Este enfoque será terriblemente impopular y sujeto a toda clase de improperios en los sectores “duros” y “patriotas”, que sienten predilección por el término “inclaudicable”, pues más de 60 años de adoctrinamiento nacionalista no se borran de un plumazo. Pero el 1-O lo borra todo y marca una nueva época. Nos guste o no. Quienes no aprendan a vivir con esa realidad deberán conformarse con habitar intelectualmente en los márgenes internacionales.

¿Es concebible una Bolivia sin demanda de acceso soberano al Océano Pacífico por Chile? ¿Qué sucederá con su identidad?

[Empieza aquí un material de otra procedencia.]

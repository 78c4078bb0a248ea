//! Flat in-memory vector index with exact cosine search

use crate::error::{Error, Result};
use crate::types::DocumentChunk;

/// A chunk returned from a query, with its similarity to the query vector
#[derive(Debug, Clone, PartialEq)]
pub struct ScoredChunk {
    pub chunk: DocumentChunk,
    /// Cosine similarity in [-1, 1]
    pub similarity: f32,
}

/// Immutable index over the chunks of one ingestion
///
/// Built once and swapped in whole; queries never observe a partial build.
#[derive(Debug, Clone)]
pub struct VectorIndex {
    chunks: Vec<DocumentChunk>,
    vectors: Vec<Vec<f32>>,
    norms: Vec<f32>,
    dimensions: usize,
}

impl VectorIndex {
    /// Build an index from chunks and their vectors, paired by position
    pub fn build(chunks: Vec<DocumentChunk>, vectors: Vec<Vec<f32>>) -> Result<Self> {
        if chunks.len() != vectors.len() {
            return Err(Error::validation(format!(
                "{} chunks but {} vectors",
                chunks.len(),
                vectors.len()
            )));
        }
        if chunks.is_empty() {
            return Err(Error::validation("Cannot build an index without chunks"));
        }

        let dimensions = vectors[0].len();
        if dimensions == 0 {
            return Err(Error::validation("Vectors must not be empty"));
        }

        let mut norms = Vec::with_capacity(vectors.len());
        for (i, vector) in vectors.iter().enumerate() {
            if vector.len() != dimensions {
                return Err(Error::validation(format!(
                    "Vector {} has {} dimensions, expected {}",
                    i,
                    vector.len(),
                    dimensions
                )));
            }
            if vector.iter().any(|x| !x.is_finite()) {
                return Err(Error::validation(format!(
                    "Vector {} contains non-finite values",
                    i
                )));
            }
            norms.push(norm(vector));
        }

        tracing::debug!(
            "Built index with {} chunks ({} dimensions)",
            chunks.len(),
            dimensions
        );

        Ok(Self {
            chunks,
            vectors,
            norms,
            dimensions,
        })
    }

    /// Return up to `k` chunks ordered by descending similarity
    ///
    /// Equal similarities keep insertion order.
    pub fn query(&self, vector: &[f32], k: usize) -> Result<Vec<ScoredChunk>> {
        if vector.len() != self.dimensions {
            return Err(Error::validation(format!(
                "Query has {} dimensions, index has {}",
                vector.len(),
                self.dimensions
            )));
        }
        if vector.iter().any(|x| !x.is_finite()) {
            return Err(Error::validation("Query vector contains non-finite values"));
        }
        if k == 0 {
            return Ok(Vec::new());
        }

        let query_norm = norm(vector);
        let mut scored: Vec<(usize, f32)> = self
            .vectors
            .iter()
            .zip(&self.norms)
            .enumerate()
            .map(|(i, (v, &n))| (i, cosine(vector, query_norm, v, n)))
            .collect();

        // sort_by is stable, so ties stay in insertion order
        scored.sort_by(|a, b| b.1.total_cmp(&a.1));
        scored.truncate(k);

        Ok(scored
            .into_iter()
            .map(|(i, similarity)| ScoredChunk {
                chunk: self.chunks[i].clone(),
                similarity,
            })
            .collect())
    }

    /// Number of indexed chunks
    pub fn len(&self) -> usize {
        self.chunks.len()
    }

    pub fn is_empty(&self) -> bool {
        self.chunks.is_empty()
    }

    /// Vector dimensionality
    pub fn dimensions(&self) -> usize {
        self.dimensions
    }

    /// Distinct source names in insertion order
    pub fn sources(&self) -> Vec<String> {
        let mut sources: Vec<String> = Vec::new();
        for chunk in &self.chunks {
            if !sources.iter().any(|s| s == chunk.source_name()) {
                sources.push(chunk.source_name().to_string());
            }
        }
        sources
    }

    /// All chunks in insertion order
    pub fn chunks(&self) -> &[DocumentChunk] {
        &self.chunks
    }
}

fn norm(v: &[f32]) -> f32 {
    v.iter().map(|x| x * x).sum::<f32>().sqrt()
}

fn cosine(a: &[f32], a_norm: f32, b: &[f32], b_norm: f32) -> f32 {
    if a_norm == 0.0 || b_norm == 0.0 {
        return 0.0;
    }
    let dot: f32 = a.iter().zip(b).map(|(x, y)| x * y).sum();
    (dot / (a_norm * b_norm)).clamp(-1.0, 1.0)
}

#[cfg(test)]
mod tests {
    use super::*;

    fn chunk(text: &str, source: &str, index: u32) -> DocumentChunk {
        DocumentChunk::new(text, source, 1, index)
    }

    fn sample_index() -> VectorIndex {
        VectorIndex::build(
            vec![
                chunk("refunds", "policy.pdf", 0),
                chunk("shipping", "policy.pdf", 1),
                chunk("holidays", "handbook.pdf", 0),
            ],
            vec![vec![1.0, 0.0, 0.0], vec![0.0, 1.0, 0.0], vec![0.6, 0.8, 0.0]],
        )
        .unwrap()
    }

    #[test]
    fn test_query_orders_by_similarity() {
        let index = sample_index();
        let results = index.query(&[1.0, 0.0, 0.0], 2).unwrap();

        assert_eq!(results.len(), 2);
        assert_eq!(results[0].chunk.text(), "refunds");
        assert!((results[0].similarity - 1.0).abs() < 1e-6);
        assert_eq!(results[1].chunk.text(), "holidays");
        assert!((results[1].similarity - 0.6).abs() < 1e-6);
    }

    #[test]
    fn test_query_caps_at_index_size_and_zero_k() {
        let index = sample_index();
        assert_eq!(index.query(&[0.0, 0.0, 1.0], 10).unwrap().len(), 3);
        assert!(index.query(&[1.0, 0.0, 0.0], 0).unwrap().is_empty());
    }

    #[test]
    fn test_ties_keep_insertion_order() {
        let index = VectorIndex::build(
            vec![chunk("a", "x.pdf", 0), chunk("b", "x.pdf", 1), chunk("c", "x.pdf", 2)],
            vec![vec![0.0, 1.0], vec![1.0, 0.0], vec![1.0, 0.0]],
        )
        .unwrap();

        let results = index.query(&[1.0, 0.0], 2).unwrap();
        let texts: Vec<_> = results.iter().map(|r| r.chunk.text()).collect();
        assert_eq!(texts, ["b", "c"]);
    }

    #[test]
    fn test_build_rejects_mismatches() {
        let err = VectorIndex::build(vec![chunk("a", "x.pdf", 0)], vec![]).unwrap_err();
        assert!(matches!(err, Error::Validation(_)));

        let err = VectorIndex::build(
            vec![chunk("a", "x.pdf", 0), chunk("b", "x.pdf", 1)],
            vec![vec![1.0, 0.0], vec![1.0]],
        )
        .unwrap_err();
        assert!(matches!(err, Error::Validation(_)));

        let err =
            VectorIndex::build(vec![chunk("a", "x.pdf", 0)], vec![vec![f32::NAN, 0.0]]).unwrap_err();
        assert!(matches!(err, Error::Validation(_)));
    }

    #[test]
    fn test_query_rejects_wrong_dimensions() {
        let index = sample_index();
        assert!(matches!(
            index.query(&[1.0, 0.0], 1),
            Err(Error::Validation(_))
        ));
        assert!(matches!(
            index.query(&[f32::INFINITY, 0.0, 0.0], 1),
            Err(Error::Validation(_))
        ));
    }

    #[test]
    fn test_sources_in_insertion_order() {
        assert_eq!(sample_index().sources(), ["policy.pdf", "handbook.pdf"]);
    }
}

México ha demostrado que puede ser una gran nación después de haber perdido Texas, Nuevo México, Arizona, Nevada y California. Alemania ha perdido casi la mitad de su territorio de 1871. También Rumanía y tantos otros países. Francia y Alemania viven en paz y amistad tras siglos de guerras. Incluso Israel y Alemania después del Holocausto. Desde 1879 han sucedido dos guerras mundiales, han caído imperios, han aparecido y desaparecido países, y todos han superado sus pérdidas y honran a sus muertos y sus héroes.

Se dice que el luto humano pasa por cinco etapas: ira, negación, negociación, depresión y aceptación. Los países pasan por períodos similares. En cuanto a La Haya se refiere, estamos en ira-negación. La pérdida de la “cualidad marítima” (¿?) también se puede superar. Después de todo, la mayor parte del legado del viejo don Alberto Ostria Gutiérrez está intacto: olvidar la diplomacia de tinterillos, de títulos coloniales, negociar aperturas para el país: ferrocarriles a Argentina, a Brasil. Es hora de seguir camino. Lo viejo ha terminado, pero la vida debe seguir por otros cauces. Si se podía en los tiempos de Busch, se puede ahora.

Robert Brockmann es periodista e historiador.